Su Friedrich: Subjective Diegesis Through Disjunct Images and Text

Notes for a Film: Week 1
Jed Smith – Mediaworks 2006
Su Friedrich

One of the most striking things about Su Friedrich’s work is her stylistic innovation of separating the semantic and visual components of her films in the creation of meaning. This characteristic is common to all of her films which I have seen, though it is accomplished in different ways as her filmic style evolved. The effect on the viewer of this style is constant however, in that it allows audience to engage with the film text more subjectively and personally than would otherwise be possible. The separation of the two components that create meaning for the viewer is a very interesting idea, and is something I would like to experiment with in my own work, possibly in new ways.

In the earliest Su Friedrich film that I saw, Gently Down the Stream, concrete meaning is conveyed entirely through the medium of text scratched onto the film. The visual images being scratched on often have little or no relation to the text. According to my traditional conception, images and text (or sound) must be explicitly related to create apparent meaning. Having this disjunction between visual data and semantic data allows the meaning of the film to be more fluid, and places a postmodern confidence in the viewer to take an active stance in the personal creation of meaning from what is present in the film. This approach allows for more varied subjective interpretations of the film, and a corresponding broader appeal to viewers. (Although in Gently Down the Stream, the surrealistic interpretive nature of the text itself functions also towards this end).

Gently Down the Stream is a silent film, so there is only the singular dimension of semantic meaning conveyed in the scratched text. In her next film that I saw, The Ties that Bind, there is the added element of voice over. This audio element functions primarily in the same fashion as the scratch text in Gently Down the Stream in that the meaning holds only tangential relationship to the visual images presented. Instead of working in tandem, the images and semantic components work individually and separately to convey meaning, and the responsibility of relating and combining the two is left to the viewer. An interesting thing about The Ties that Bind is Friedrich’s use of scratch text. Here it serves the purpose of representing Su Friedrich personally as she interviews her mother and uncovers her relationship with her past. Though the scratched text represents Su personally, it remains impersonal enough so that the audience can more easily identify themselves with her position. The sense of anonymity is one of the major components of Su Friedrich’s films, though this is conjured in different ways in her other work.

In her most recent work that I’ve seen, Sink or Swim, the function of the scratched text as an impersonal method of intimate autobiographical communication in order to engage the audience more thoroughly is replaced by voiceover narration. While different in form than direct animation text, the narration serves a similar purpose. It is conducted by what sounds like a young girl, who at the beginning of the film we associate with the person’s life being described. As the life of the person being described evolves, however, and the narrators voice does not change, we realize that the narrator and the experiences she is describing have the possibility of being understood as generic of any child growing up. Thusly the audience is allowed to identify with the film more personally than would be possible if Friedrich elected to conduct the narration herself.

This style of narration tells the story of a girl’s childhood and relationship with her father that is aided by, but not dependent on, the visual image component of the film.
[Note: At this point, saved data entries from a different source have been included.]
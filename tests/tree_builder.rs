// Copyright 2014-2017 The arbor Project Developers. See the
// COPYRIGHT file at the top-level directory of this distribution.
//
// Licensed under the Apache License, Version 2.0 <LICENSE-APACHE or
// http://www.apache.org/licenses/LICENSE-2.0> or the MIT license
// <LICENSE-MIT or http://opensource.org/licenses/MIT>, at your
// option. This file may not be copied, modified, or distributed
// except according to those terms.

//! Tree construction tests: given markup, check the shape of the resulting
//! document (via its serialization), the quirks mode, and the reported
//! errors.

use arbor::{parse_bytes, parse_document, parse_fragment, AttrMap, Dom, NodeData, QuirksMode};

fn parse(input: &str) -> Dom {
    parse_document(input, Default::default())
}

fn markup(dom: &Dom) -> String {
    dom.document.inner_html()
}

fn body_markup(dom: &Dom) -> String {
    dom.body_element().expect("no body").inner_html()
}

#[test]
fn simple_element() {
    let dom = parse("<p>Hello</p>");
    assert_eq!(
        markup(&dom),
        "<html><head></head><body><p>Hello</p></body></html>"
    );
    assert_eq!(dom.quirks_mode(), QuirksMode::Quirks);
    // One error: the missing DOCTYPE.
    assert_eq!(dom.errors().len(), 1);
}

#[test]
fn doctype_gives_no_quirks() {
    let dom = parse("<!DOCTYPE html><p>");
    assert_eq!(dom.quirks_mode(), QuirksMode::NoQuirks);
    assert_eq!(dom.errors().len(), 0);
    assert_eq!(
        markup(&dom),
        "<!DOCTYPE html><html><head></head><body><p></p></body></html>"
    );
    assert!(dom.document_type().is_some());
}

#[test]
fn old_public_id_gives_quirks() {
    let dom = parse("<!DOCTYPE html PUBLIC \"-//W3C//DTD HTML 3.2 Final//EN\">");
    assert_eq!(dom.quirks_mode(), QuirksMode::Quirks);
}

#[test]
fn xhtml_transitional_gives_limited_quirks() {
    let dom =
        parse("<!DOCTYPE html PUBLIC \"-//W3C//DTD XHTML 1.0 Transitional//EN\"><p>");
    assert_eq!(dom.quirks_mode(), QuirksMode::LimitedQuirks);
}

#[test]
fn implicit_table_structures() {
    let dom = parse("<table><tr><td>x");
    assert_eq!(
        body_markup(&dom),
        "<table><tbody><tr><td>x</td></tr></tbody></table>"
    );
    // Missing DOCTYPE, and the still-open table at EOF.
    assert!(dom.errors().len() >= 2);
}

#[test]
fn foster_parenting_moves_text_before_table() {
    let dom = parse("<table>x<td>y</table>");
    assert_eq!(
        body_markup(&dom),
        "x<table><tbody><tr><td>y</td></tr></tbody></table>"
    );
}

#[test]
fn adoption_agency_canonical() {
    let dom = parse("<p>1<b>2<i>3</b>4</i>5</p>");
    assert_eq!(body_markup(&dom), "<p>1<b>2<i>3</i></b><i>4</i>5</p>");
}

#[test]
fn adoption_agency_b_across_paragraphs() {
    let dom = parse("<b>1<p>2</b>3</p>");
    assert_eq!(body_markup(&dom), "<b>1</b><p><b>2</b>3</p>");
}

#[test]
fn foreign_content_case_mapping() {
    let dom = parse("<svg><g/><foreignObject><p>hi");
    assert_eq!(
        body_markup(&dom),
        "<svg><g></g><foreignObject><p>hi</p></foreignObject></svg>"
    );

    let svg = dom
        .body_element()
        .unwrap()
        .first_node_matching_selector("svg")
        .unwrap()
        .expect("no svg element");
    assert_eq!(svg.namespace(), Some(arbor::Namespace::Svg));

    let fo = svg.child_at(1).unwrap();
    assert_eq!(&*fo.tag_name().unwrap(), "foreignObject");
    assert_eq!(fo.namespace(), Some(arbor::Namespace::Svg));

    let p = fo.child_at(0).unwrap();
    assert_eq!(p.namespace(), Some(arbor::Namespace::Html));
}

#[test]
fn math_is_mathml_namespaced() {
    let dom = parse("<math><mi>x</mi></math>");
    let mi = dom
        .body_element()
        .unwrap()
        .first_node_matching_selector("mi")
        .unwrap()
        .expect("no mi");
    assert_eq!(mi.namespace(), Some(arbor::Namespace::MathMl));
}

#[test]
fn numeric_entity_override() {
    let dom = parse("&#x80;");
    assert_eq!(dom.body_element().unwrap().text_content(), "\u{20AC}");
    // Missing DOCTYPE plus the invalid numeric reference.
    assert!(dom.errors().len() >= 2);
}

#[test]
fn named_entity_longest_match() {
    let dom = parse("&notin;");
    assert_eq!(dom.body_element().unwrap().text_content(), "\u{2209}");

    let dom = parse("&notit;");
    assert_eq!(dom.body_element().unwrap().text_content(), "\u{00AC}it;");
    assert!(dom
        .errors()
        .iter()
        .any(|e| e.contains("does not end with semicolon")));

    let dom = parse("&not;x");
    assert_eq!(dom.body_element().unwrap().text_content(), "\u{00AC}x");
}

#[test]
fn entity_in_attribute_historical_rule() {
    // No semicolon and followed by an alphanumeric: not a reference.
    let dom = parse("<a href=\"?a=b&notc=d\">x</a>");
    let a = dom
        .body_element()
        .unwrap()
        .first_node_matching_selector("a")
        .unwrap()
        .unwrap();
    assert_eq!(a.attribute("href").unwrap(), "?a=b&notc=d");

    // With a semicolon it is always a reference.
    let dom = parse("<a href=\"?a=b&not;c=d\">x</a>");
    let a = dom
        .body_element()
        .unwrap()
        .first_node_matching_selector("a")
        .unwrap()
        .unwrap();
    assert_eq!(a.attribute("href").unwrap(), "?a=b\u{00AC}c=d");
}

#[test]
fn duplicate_attributes_first_wins() {
    let dom = parse("<p id=a id=b class=c>");
    let p = dom
        .body_element()
        .unwrap()
        .first_node_matching_selector("p")
        .unwrap()
        .unwrap();
    assert_eq!(p.attribute("id").unwrap(), "a");
    assert_eq!(p.attribute("class").unwrap(), "c");
    assert!(dom.errors().iter().any(|e| e.contains("Duplicate attribute")));
}

#[test]
fn attribute_order_is_preserved_and_stable() {
    let dom = parse("<p zeta=1 alpha=2 mu=3>");
    let p = dom
        .body_element()
        .unwrap()
        .first_node_matching_selector("p")
        .unwrap()
        .unwrap();
    let NodeData::Element { ref attrs, .. } = p.data else {
        panic!("not an element");
    };
    let attrs = attrs.borrow();
    let keys: Vec<_> = attrs.keys().map(String::from).collect();
    assert_eq!(keys, ["zeta", "alpha", "mu"]);
    for (i, key) in keys.iter().enumerate() {
        assert_eq!(attrs.index_of(key), Some(i));
    }
}

#[test]
fn comments_and_bogus_comments() {
    let dom = parse("<!-- hi --><p><?php nope ?></p>");
    assert_eq!(
        markup(&dom),
        "<!-- hi --><html><head></head><body><p><!--?php nope ?--></p></body></html>"
    );
}

#[test]
fn rcdata_and_rawtext_elements() {
    let dom = parse("<title>a<b>c</title><style>p < q</style>");
    // RCDATA contents come out escaped, raw-text contents verbatim.
    assert_eq!(
        markup(&dom),
        "<html><head><title>a&lt;b&gt;c</title><style>p < q</style></head><body></body></html>"
    );
}

#[test]
fn script_double_escape() {
    let dom = parse("<script><!--<script></script>--></script>x");
    let script = dom
        .document
        .first_node_matching_selector("script")
        .unwrap()
        .unwrap();
    assert_eq!(script.text_content(), "<!--<script></script>-->");
}

#[test]
fn plaintext_swallows_everything() {
    let dom = parse("<plaintext></plaintext><p>");
    let pt = dom
        .document
        .first_node_matching_selector("plaintext")
        .unwrap()
        .unwrap();
    assert_eq!(pt.text_content(), "</plaintext><p>");
}

#[test]
fn headings_do_not_nest() {
    let dom = parse("<h1>a<h2>b");
    assert_eq!(body_markup(&dom), "<h1>a</h1><h2>b</h2>");
}

#[test]
fn list_items_close_each_other() {
    let dom = parse("<ul><li>a<li>b</ul>");
    assert_eq!(body_markup(&dom), "<ul><li>a</li><li>b</li></ul>");
}

#[test]
fn select_moves_out_of_table() {
    let dom = parse("<table><select><option>x</table>");
    assert!(dom
        .document
        .first_node_matching_selector("select > option")
        .unwrap()
        .is_some());
}

#[test]
fn template_contents_are_separate() {
    let dom = parse("<template><p>hi</p></template>");
    let template = dom
        .document
        .first_node_matching_selector("template")
        .unwrap()
        .unwrap();
    // The <p> is in the template contents, not the children.
    assert_eq!(template.number_of_children(), 0);
    assert_eq!(template.outer_html(), "<template><p>hi</p></template>");
    // And it is not found by queries over the main tree.
    assert!(dom
        .document
        .first_node_matching_selector("p")
        .unwrap()
        .is_none());
}

#[test]
fn frameset_document() {
    let dom = parse("<!DOCTYPE html><frameset><frame></frameset>");
    assert_eq!(
        markup(&dom),
        "<!DOCTYPE html><html><head></head><frameset><frame></frameset></html>"
    );
}

#[test]
fn cdata_only_in_foreign_content() {
    // In HTML content, CDATA is a bogus comment.
    let dom = parse("<p><![CDATA[x]]></p>");
    assert_eq!(body_markup(&dom), "<p><!--[CDATA[x]]--></p>");

    // In foreign content, it is character data.
    let dom = parse("<svg><![CDATA[a<b]]></svg>");
    let svg = dom.document.first_node_matching_selector("svg").unwrap().unwrap();
    assert_eq!(svg.text_content(), "a<b");
}

#[test]
fn parent_is_null_iff_document() {
    let dom = parse("<!DOCTYPE html><p>x<b>y</b></p><!--c-->");
    for node in dom.document.tree() {
        if node.is_document() {
            assert!(node.parent().is_none());
        } else {
            assert!(node.parent().is_some());
        }
    }
}

#[test]
fn serialize_reparse_is_idempotent_on_trees() {
    for input in [
        "<p>Hello</p>",
        "<table><tr><td>x",
        "<p>1<b>2<i>3</b>4</i>5</p>",
        "<svg><g/><foreignObject><p>hi",
        "<ul><li>a<li>b",
        "<!DOCTYPE html><pre>\n\nx</pre>",
        "<table>x<td>y</table>",
        "<b><b><i>a</b>b</i>",
        "<select><option>a<option>b",
        "x<!--c--><p a=1 b=2>",
    ] {
        let once = markup(&parse(input));
        let twice = markup(&parse(&once));
        assert_eq!(once, twice, "not idempotent for {input:?}");
    }
}

#[test]
fn fragment_parsing_in_ul_context() {
    let dom = parse_fragment("<li>a<li>b", "ul", AttrMap::new(), Default::default());
    let nodes = dom.fragment_nodes();
    assert_eq!(nodes.len(), 2);
    assert_eq!(&*nodes[0].tag_name().unwrap(), "li");
    assert_eq!(nodes[1].text_content(), "b");
}

#[test]
fn fragment_parsing_in_table_row_context() {
    let dom = parse_fragment("<td>x</td>", "tr", AttrMap::new(), Default::default());
    let nodes = dom.fragment_nodes();
    assert_eq!(nodes.len(), 1);
    assert_eq!(&*nodes[0].tag_name().unwrap(), "td");
}

#[test]
fn fragment_parsing_in_rcdata_context() {
    // Inside <title>, markup is text.
    let dom = parse_fragment("<b>x</b>", "title", AttrMap::new(), Default::default());
    let nodes = dom.fragment_nodes();
    assert_eq!(nodes.len(), 1);
    assert!(nodes[0].is_text());
    assert_eq!(nodes[0].text_content(), "<b>x</b>");
}

#[test]
fn parse_bytes_with_bom() {
    let dom = parse_bytes(b"\xEF\xBB\xBF<p>hi</p>", None, Default::default());
    assert_eq!(dom.body_element().unwrap().text_content(), "hi");
    assert_eq!(dom.parsed_encoding(), arbor::encoding_rs::UTF_8);
}

#[test]
fn parse_bytes_utf16le() {
    let mut data = vec![0xFF, 0xFE];
    for unit in "<p>hi".encode_utf16() {
        data.extend_from_slice(&unit.to_le_bytes());
    }
    let dom = parse_bytes(&data, None, Default::default());
    assert_eq!(dom.body_element().unwrap().text_content(), "hi");
    assert_eq!(dom.parsed_encoding(), arbor::encoding_rs::UTF_16LE);
}

#[test]
fn parse_bytes_content_type_charset() {
    // 0xE9 is é in windows-1252 and invalid UTF-8.
    let dom = parse_bytes(
        b"<p>caf\xE9</p>",
        Some("text/html; charset=windows-1252"),
        Default::default(),
    );
    assert_eq!(dom.body_element().unwrap().text_content(), "caf\u{E9}");
    assert_eq!(dom.parsed_encoding(), arbor::encoding_rs::WINDOWS_1252);
}

#[test]
fn parse_bytes_restarts_on_late_meta() {
    // The meta declaration sits beyond the 1024-byte prescan window, so the
    // first pass runs as UTF-8 and the tree builder's signal forces a
    // restart.
    let mut data = Vec::new();
    data.extend_from_slice(b"<!DOCTYPE html><!--");
    data.extend_from_slice(&vec![b'x'; 1100]);
    data.extend_from_slice(b"--><meta charset=\"windows-1252\"><p>caf\xE9</p>");
    let dom = parse_bytes(&data, None, Default::default());
    assert_eq!(dom.parsed_encoding(), arbor::encoding_rs::WINDOWS_1252);
    assert_eq!(dom.body_element().unwrap().text_content(), "caf\u{E9}");
}

#[test]
fn garbage_still_produces_a_document() {
    let dom = parse("</p>&&&<<<");
    assert!(dom.root_element().is_some());
    assert!(dom.body_element().is_some());
    assert!(!dom.errors().is_empty());
}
Associations between the narration or text and the images comes and goes, like the varying focus of a lens being randomly adjusted. Sometimes as a viewer I watched wondering what the relationship between what I was seeing and what I was hearing was, and then suddenly it all made sense. One example is in Sink or Swim, when the narration is addressing the traumatic event of the sudden departure of the father. On screen, images of a mental hospital are being shown, and I am wondering what relationship these two things have beyond obvious common issues of emotional pain. Then suddenly and simultaneously, the narrator mentions her mother going to the window to shout at her Dad, and the camera pans from the hospital bed to the window of the room, and the sound and images suddenly fuse together in my brain (Sink or Swim).

This process of searching for connections and discovering them in moments of glee is characteristic of the film as a whole. It is a very liberating idea that the image and sound or text does not have to be linked directly, but can be connected together through ambiguity, symbolism, or metaphor, and I think this idea possesses great creative potential in my future work.

Works Cited:
Gently Down the Stream. Dir. Su Friedrich. 1981. 16mm B&W, silent.
The Ties that Bind. Dir. Su Friedrich. 1984. 16mm B&W, sound.
Sink or Swim. Dir. Su Friedrich. 1990. 16mm B&W, sound.